WHAT YOU NEED TO DO: Among the records below, find the lines that hold the word "echoed" and report how many there are, with no other words.

--- MATERIAL SHOWN ---

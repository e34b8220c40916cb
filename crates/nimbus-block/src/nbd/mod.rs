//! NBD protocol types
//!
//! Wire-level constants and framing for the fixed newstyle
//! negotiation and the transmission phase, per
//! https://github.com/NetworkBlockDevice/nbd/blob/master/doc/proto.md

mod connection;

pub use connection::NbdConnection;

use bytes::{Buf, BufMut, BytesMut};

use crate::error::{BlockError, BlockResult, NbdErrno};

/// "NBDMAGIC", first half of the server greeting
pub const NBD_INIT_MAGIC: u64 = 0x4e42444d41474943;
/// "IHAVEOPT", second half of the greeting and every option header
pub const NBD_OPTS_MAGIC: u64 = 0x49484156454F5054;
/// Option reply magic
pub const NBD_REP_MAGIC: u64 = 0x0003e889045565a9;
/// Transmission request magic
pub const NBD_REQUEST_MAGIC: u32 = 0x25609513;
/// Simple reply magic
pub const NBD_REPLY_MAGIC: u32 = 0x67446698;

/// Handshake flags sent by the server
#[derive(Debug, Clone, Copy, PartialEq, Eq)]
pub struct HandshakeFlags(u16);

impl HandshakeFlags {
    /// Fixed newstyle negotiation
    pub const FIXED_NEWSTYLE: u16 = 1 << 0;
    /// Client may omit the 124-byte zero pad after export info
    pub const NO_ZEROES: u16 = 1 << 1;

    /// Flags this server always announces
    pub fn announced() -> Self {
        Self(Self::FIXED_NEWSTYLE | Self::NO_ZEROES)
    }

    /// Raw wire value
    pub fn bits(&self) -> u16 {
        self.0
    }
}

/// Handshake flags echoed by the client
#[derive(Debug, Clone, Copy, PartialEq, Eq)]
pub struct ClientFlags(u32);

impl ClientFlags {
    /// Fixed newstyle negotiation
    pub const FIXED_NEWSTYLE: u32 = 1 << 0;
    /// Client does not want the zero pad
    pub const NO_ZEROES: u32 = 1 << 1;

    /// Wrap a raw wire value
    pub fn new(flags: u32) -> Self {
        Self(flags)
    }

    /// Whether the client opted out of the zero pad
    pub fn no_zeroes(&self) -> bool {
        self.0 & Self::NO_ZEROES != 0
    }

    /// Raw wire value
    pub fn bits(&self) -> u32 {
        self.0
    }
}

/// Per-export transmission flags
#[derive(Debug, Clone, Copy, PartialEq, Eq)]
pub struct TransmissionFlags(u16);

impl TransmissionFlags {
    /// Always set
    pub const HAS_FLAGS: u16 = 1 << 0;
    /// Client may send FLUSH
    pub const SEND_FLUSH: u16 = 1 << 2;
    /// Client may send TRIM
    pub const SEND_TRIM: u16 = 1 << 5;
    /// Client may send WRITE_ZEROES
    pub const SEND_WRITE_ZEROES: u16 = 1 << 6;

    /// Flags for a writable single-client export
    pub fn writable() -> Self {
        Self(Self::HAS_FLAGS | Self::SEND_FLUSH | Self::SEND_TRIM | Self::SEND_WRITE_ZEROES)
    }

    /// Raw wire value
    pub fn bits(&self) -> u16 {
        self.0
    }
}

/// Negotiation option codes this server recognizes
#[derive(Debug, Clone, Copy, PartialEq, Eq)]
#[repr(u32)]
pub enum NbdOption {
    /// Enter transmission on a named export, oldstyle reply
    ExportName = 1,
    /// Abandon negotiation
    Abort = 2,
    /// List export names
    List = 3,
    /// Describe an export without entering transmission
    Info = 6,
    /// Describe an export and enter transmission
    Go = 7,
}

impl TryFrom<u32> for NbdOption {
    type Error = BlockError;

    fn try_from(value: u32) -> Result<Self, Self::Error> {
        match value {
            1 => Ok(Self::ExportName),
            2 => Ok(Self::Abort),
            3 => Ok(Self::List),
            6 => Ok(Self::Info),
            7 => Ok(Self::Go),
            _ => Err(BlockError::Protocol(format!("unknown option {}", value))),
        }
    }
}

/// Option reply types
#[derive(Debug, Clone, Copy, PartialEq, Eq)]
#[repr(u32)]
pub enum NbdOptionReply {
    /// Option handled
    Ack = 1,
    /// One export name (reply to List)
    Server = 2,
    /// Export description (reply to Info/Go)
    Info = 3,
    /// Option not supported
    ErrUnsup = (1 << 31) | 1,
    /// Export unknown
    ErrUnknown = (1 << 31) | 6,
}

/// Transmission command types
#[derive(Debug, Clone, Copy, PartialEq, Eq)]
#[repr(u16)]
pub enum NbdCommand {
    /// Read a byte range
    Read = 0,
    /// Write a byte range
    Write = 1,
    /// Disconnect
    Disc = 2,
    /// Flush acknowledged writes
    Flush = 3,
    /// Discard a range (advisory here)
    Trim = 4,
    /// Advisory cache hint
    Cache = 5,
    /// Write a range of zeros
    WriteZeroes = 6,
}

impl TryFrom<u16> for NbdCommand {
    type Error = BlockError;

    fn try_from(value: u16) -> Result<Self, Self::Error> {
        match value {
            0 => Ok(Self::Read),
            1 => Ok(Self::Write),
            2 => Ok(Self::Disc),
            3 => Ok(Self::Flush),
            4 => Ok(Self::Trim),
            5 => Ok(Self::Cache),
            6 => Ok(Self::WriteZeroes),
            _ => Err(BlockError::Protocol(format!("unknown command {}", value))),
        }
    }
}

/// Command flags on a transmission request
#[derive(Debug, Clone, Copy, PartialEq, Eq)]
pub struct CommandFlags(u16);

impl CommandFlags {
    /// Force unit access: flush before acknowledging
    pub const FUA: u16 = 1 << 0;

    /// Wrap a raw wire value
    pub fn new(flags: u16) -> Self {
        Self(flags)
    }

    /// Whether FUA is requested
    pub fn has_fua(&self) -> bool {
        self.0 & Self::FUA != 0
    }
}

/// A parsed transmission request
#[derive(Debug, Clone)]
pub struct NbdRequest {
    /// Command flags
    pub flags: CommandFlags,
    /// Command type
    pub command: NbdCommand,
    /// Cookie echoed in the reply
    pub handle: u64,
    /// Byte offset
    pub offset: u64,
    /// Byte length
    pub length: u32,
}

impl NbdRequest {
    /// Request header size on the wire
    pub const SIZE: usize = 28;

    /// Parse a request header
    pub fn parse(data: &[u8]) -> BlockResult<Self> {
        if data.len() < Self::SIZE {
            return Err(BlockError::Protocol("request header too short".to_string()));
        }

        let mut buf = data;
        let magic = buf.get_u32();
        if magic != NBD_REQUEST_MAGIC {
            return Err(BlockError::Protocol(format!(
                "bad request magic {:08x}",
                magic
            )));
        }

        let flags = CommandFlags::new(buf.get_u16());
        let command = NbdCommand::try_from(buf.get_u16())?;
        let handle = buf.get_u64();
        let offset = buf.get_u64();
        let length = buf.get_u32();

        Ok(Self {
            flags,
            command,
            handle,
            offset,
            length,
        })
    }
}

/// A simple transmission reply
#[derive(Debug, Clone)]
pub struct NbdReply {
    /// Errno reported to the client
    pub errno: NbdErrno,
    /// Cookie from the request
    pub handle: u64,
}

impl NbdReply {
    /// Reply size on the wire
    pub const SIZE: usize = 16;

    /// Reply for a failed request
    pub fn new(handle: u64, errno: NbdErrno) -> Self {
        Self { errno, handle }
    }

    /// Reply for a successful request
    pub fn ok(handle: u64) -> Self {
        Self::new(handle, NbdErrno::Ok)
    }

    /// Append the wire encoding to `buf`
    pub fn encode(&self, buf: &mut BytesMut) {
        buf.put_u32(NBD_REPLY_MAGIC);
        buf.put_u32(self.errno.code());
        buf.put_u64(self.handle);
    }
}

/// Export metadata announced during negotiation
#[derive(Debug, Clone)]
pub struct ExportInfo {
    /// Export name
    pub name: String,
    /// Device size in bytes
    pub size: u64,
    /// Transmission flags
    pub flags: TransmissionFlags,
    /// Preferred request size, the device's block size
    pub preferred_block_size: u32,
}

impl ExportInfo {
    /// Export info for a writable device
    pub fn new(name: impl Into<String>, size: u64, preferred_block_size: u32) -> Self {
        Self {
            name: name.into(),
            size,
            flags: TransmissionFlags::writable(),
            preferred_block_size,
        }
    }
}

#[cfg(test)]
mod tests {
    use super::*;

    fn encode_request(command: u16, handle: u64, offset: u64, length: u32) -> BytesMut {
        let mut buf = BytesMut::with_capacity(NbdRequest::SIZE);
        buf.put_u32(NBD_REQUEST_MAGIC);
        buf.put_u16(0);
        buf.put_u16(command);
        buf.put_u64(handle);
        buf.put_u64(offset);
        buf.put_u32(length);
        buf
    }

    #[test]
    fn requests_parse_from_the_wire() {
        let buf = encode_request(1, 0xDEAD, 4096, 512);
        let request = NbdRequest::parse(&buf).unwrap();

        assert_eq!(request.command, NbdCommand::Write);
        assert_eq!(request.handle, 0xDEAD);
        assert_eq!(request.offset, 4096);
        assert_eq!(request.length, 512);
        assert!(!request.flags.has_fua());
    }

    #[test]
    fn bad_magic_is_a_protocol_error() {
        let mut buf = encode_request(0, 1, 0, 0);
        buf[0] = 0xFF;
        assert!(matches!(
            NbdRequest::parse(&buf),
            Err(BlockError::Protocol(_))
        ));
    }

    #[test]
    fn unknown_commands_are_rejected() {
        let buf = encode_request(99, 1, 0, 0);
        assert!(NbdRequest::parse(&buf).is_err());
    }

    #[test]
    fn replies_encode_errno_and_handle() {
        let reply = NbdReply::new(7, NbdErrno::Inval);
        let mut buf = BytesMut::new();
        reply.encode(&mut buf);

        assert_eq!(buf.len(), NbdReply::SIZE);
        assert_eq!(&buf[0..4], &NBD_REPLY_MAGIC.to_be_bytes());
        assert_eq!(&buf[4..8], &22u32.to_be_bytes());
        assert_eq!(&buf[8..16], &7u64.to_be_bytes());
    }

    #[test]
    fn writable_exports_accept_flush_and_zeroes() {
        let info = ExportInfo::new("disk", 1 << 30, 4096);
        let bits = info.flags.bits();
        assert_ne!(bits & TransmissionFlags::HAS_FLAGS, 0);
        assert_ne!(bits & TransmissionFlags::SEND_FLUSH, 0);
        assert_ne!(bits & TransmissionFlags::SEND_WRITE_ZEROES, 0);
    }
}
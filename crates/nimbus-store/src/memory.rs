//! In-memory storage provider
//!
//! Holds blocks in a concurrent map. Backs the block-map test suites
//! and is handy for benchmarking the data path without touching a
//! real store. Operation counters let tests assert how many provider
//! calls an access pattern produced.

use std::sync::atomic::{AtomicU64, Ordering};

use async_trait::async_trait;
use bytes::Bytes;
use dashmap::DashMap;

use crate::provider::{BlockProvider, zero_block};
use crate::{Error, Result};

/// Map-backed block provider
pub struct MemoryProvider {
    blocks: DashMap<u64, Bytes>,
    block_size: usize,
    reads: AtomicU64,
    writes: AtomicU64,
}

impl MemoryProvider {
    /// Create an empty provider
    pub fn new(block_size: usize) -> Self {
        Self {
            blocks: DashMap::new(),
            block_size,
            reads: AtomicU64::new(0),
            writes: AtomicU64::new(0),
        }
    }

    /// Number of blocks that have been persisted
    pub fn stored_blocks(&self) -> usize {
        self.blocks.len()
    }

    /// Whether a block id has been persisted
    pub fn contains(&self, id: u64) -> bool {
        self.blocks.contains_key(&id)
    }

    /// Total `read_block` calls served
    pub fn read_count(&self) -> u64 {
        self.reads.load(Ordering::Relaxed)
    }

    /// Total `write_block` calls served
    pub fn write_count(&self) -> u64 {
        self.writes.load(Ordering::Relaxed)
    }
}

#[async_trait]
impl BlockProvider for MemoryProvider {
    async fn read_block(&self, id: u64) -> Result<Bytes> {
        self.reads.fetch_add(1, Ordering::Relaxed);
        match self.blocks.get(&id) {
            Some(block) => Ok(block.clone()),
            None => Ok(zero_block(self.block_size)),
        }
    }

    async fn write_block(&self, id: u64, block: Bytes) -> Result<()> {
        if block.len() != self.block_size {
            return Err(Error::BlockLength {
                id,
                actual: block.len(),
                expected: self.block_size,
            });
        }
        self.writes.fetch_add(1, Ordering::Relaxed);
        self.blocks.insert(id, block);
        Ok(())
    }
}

---

RESULT: 2